Every line from the beginning of the records below up to the one holding "use std::time::Duration;" should be quoted exactly; leave out the rest.

[RECORDS SUPPLIED — start]

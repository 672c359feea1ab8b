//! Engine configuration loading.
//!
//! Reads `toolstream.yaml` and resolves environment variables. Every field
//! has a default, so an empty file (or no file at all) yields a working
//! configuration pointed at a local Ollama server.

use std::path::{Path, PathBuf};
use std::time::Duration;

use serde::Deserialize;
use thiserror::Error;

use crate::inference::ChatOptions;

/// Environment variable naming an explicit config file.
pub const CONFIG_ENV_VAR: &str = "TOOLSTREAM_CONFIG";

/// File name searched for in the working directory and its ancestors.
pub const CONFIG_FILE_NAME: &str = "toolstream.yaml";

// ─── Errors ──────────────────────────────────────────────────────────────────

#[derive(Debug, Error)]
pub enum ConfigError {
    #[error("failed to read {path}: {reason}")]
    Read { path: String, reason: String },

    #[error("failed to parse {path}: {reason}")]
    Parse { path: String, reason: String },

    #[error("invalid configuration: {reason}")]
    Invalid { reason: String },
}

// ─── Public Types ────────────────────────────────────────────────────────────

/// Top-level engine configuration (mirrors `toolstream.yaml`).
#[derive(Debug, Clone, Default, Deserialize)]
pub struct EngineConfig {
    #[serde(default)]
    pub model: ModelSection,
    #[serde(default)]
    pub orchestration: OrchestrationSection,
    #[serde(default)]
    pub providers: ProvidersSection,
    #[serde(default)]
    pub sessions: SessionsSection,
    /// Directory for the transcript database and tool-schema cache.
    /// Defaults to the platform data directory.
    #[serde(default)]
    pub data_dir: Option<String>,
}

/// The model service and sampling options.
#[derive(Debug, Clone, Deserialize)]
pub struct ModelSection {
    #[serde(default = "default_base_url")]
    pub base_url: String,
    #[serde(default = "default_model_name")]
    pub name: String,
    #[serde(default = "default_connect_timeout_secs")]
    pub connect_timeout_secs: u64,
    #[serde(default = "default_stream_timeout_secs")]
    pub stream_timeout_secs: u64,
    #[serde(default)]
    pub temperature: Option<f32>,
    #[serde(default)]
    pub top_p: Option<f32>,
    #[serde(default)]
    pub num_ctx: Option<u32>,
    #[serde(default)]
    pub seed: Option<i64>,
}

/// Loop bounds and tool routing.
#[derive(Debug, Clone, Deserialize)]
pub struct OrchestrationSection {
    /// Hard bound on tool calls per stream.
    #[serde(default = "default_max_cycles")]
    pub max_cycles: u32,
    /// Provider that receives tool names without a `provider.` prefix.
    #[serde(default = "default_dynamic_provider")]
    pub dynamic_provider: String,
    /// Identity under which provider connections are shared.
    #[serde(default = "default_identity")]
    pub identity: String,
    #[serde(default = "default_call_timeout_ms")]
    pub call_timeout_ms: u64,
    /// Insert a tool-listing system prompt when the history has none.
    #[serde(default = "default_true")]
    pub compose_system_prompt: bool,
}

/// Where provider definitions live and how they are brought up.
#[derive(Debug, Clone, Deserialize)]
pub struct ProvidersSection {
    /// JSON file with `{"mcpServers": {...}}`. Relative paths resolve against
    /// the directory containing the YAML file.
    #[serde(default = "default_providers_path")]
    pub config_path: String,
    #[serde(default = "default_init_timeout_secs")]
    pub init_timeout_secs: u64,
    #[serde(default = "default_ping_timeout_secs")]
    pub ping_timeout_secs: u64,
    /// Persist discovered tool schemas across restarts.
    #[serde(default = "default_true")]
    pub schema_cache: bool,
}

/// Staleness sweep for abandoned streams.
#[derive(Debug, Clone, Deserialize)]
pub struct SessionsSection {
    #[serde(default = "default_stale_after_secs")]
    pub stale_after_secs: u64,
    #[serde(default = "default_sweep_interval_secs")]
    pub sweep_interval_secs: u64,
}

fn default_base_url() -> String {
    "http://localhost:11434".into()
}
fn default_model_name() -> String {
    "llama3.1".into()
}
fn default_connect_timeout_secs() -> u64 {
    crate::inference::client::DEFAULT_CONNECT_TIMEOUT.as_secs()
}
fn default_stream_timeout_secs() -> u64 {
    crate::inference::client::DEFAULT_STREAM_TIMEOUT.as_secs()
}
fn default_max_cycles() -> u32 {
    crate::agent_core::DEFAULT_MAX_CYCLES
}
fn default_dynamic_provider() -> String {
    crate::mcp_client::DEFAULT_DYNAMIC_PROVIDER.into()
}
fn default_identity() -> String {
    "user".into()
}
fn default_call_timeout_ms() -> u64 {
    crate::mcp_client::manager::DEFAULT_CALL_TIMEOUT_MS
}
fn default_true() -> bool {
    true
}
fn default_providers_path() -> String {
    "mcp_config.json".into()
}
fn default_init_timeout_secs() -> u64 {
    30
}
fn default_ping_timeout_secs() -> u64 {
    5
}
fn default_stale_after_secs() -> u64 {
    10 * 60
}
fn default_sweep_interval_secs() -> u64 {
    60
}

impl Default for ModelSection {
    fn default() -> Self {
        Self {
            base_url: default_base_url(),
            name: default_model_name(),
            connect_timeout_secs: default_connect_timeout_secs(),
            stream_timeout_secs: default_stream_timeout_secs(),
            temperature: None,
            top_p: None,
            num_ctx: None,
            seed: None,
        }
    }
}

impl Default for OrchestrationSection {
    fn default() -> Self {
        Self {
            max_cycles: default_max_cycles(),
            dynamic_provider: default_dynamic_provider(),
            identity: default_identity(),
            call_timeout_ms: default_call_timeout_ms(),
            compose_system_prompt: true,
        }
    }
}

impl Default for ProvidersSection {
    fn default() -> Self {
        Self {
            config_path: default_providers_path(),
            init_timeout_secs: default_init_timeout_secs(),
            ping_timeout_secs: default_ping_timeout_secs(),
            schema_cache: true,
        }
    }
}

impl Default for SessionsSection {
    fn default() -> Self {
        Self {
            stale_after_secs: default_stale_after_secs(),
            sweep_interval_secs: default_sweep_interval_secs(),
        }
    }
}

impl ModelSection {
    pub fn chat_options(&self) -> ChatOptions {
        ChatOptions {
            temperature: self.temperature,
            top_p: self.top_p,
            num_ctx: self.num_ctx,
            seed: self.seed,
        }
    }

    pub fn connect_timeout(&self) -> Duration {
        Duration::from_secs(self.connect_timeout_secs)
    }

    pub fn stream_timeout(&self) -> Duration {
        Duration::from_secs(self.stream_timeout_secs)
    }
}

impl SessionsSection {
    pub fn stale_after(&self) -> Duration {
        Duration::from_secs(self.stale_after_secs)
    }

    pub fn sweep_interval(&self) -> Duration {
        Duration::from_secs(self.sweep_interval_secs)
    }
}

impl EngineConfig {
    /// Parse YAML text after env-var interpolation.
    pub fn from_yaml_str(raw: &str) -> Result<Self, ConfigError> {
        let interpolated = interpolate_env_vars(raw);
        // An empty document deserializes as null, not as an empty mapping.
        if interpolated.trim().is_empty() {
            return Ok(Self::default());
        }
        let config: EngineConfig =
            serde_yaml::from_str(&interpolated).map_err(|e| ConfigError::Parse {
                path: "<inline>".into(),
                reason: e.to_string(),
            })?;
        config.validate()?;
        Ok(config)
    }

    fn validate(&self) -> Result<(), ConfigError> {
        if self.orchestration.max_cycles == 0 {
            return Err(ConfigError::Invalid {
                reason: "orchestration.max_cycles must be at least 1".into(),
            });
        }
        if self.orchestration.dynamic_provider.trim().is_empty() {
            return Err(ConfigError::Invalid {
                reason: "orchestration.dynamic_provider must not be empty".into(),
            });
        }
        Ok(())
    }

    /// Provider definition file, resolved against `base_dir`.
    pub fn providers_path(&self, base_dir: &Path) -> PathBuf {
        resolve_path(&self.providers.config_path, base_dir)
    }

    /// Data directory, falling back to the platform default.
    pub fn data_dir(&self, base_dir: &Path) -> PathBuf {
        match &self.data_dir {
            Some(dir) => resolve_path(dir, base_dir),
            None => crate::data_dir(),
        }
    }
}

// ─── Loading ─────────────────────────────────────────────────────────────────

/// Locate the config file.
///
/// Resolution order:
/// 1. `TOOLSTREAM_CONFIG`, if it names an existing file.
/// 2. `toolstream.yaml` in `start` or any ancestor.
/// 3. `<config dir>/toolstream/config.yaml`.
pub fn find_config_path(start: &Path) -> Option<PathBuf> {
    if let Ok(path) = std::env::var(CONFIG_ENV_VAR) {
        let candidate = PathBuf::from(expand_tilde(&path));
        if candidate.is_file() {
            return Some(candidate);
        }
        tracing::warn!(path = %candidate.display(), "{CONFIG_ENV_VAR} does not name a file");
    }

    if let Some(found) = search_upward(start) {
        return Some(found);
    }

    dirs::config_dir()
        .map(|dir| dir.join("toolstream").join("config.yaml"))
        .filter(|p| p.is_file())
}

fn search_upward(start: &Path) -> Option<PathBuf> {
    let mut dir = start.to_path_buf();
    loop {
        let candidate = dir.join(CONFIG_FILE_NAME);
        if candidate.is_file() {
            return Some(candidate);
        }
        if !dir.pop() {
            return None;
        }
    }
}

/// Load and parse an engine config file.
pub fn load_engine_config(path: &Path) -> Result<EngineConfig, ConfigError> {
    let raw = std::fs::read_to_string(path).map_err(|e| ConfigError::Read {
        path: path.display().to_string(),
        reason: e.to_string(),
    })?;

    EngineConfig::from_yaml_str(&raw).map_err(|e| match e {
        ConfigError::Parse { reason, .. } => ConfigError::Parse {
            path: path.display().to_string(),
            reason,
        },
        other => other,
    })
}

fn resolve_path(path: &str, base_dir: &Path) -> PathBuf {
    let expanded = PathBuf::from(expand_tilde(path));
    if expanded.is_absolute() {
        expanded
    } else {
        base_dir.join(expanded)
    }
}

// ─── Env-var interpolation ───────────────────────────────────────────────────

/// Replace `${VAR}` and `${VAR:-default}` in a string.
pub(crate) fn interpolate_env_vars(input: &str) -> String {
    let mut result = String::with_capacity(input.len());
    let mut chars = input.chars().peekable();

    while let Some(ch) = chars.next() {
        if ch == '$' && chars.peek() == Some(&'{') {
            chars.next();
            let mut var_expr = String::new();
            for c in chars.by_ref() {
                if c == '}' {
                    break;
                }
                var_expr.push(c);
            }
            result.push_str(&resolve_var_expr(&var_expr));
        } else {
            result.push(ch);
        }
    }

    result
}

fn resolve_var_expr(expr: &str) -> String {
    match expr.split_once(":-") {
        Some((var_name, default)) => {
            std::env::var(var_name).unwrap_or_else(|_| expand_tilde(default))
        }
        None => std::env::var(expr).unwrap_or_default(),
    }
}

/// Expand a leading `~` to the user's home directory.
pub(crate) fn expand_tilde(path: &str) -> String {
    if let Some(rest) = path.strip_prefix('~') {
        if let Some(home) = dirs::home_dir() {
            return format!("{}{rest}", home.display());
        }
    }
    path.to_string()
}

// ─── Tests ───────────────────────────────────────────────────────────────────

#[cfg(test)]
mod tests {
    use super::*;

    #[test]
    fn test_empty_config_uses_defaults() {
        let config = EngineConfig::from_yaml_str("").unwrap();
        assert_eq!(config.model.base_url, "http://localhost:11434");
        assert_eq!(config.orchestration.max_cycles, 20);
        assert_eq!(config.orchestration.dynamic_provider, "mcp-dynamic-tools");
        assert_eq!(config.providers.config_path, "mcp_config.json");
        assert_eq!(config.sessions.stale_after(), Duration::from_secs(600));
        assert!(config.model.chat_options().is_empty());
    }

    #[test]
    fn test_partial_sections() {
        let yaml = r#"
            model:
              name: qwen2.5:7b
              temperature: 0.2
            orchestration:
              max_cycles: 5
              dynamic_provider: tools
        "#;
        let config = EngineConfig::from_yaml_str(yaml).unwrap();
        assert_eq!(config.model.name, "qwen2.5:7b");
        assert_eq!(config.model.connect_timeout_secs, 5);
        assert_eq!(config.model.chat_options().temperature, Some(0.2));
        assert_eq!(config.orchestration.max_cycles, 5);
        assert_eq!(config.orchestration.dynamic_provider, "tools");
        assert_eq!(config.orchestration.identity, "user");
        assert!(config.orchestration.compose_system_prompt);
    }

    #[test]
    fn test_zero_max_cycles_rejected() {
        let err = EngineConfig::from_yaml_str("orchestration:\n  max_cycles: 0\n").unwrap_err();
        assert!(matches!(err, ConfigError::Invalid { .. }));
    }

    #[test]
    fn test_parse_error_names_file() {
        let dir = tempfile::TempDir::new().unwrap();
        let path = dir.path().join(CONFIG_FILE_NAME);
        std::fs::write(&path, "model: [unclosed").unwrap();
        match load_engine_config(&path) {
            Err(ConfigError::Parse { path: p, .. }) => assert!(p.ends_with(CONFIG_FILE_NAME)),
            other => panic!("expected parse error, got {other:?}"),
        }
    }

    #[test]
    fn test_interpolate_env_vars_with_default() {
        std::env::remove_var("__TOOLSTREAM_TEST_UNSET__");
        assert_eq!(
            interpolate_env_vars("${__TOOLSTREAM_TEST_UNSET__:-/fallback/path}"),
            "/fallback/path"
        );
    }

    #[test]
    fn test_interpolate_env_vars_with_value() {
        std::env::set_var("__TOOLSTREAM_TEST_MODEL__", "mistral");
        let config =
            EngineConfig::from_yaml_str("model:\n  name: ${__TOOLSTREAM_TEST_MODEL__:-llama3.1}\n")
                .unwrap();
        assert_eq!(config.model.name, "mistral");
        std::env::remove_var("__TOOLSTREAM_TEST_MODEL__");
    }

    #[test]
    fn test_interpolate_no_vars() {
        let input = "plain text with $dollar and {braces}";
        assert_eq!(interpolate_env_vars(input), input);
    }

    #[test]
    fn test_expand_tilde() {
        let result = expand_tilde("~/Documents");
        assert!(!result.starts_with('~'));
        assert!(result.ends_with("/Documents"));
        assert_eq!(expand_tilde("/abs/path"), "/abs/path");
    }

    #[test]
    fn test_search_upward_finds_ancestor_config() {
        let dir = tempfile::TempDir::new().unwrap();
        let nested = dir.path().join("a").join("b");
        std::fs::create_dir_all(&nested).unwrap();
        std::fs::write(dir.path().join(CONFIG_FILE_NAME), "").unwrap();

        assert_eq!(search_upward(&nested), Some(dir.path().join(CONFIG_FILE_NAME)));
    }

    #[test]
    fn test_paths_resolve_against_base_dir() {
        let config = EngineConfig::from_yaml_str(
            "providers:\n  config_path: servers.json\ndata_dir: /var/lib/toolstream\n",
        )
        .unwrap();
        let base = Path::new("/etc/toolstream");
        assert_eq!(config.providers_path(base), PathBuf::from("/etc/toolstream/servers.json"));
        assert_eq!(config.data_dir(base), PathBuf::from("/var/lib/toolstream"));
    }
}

[RECORDS SUPPLIED — finish]

## WRITTEN RESPONSE
repository 672c359feea1ab8b
//! Engine configuration loading.
//!
//! Reads `toolstream.yaml` and resolves environment variables. Every field
//! has a default, so an empty file (or no file at all) yields a working
//! configuration pointed at a local Ollama server.

use std::path::{Path, PathBuf};
use std::time::Duration;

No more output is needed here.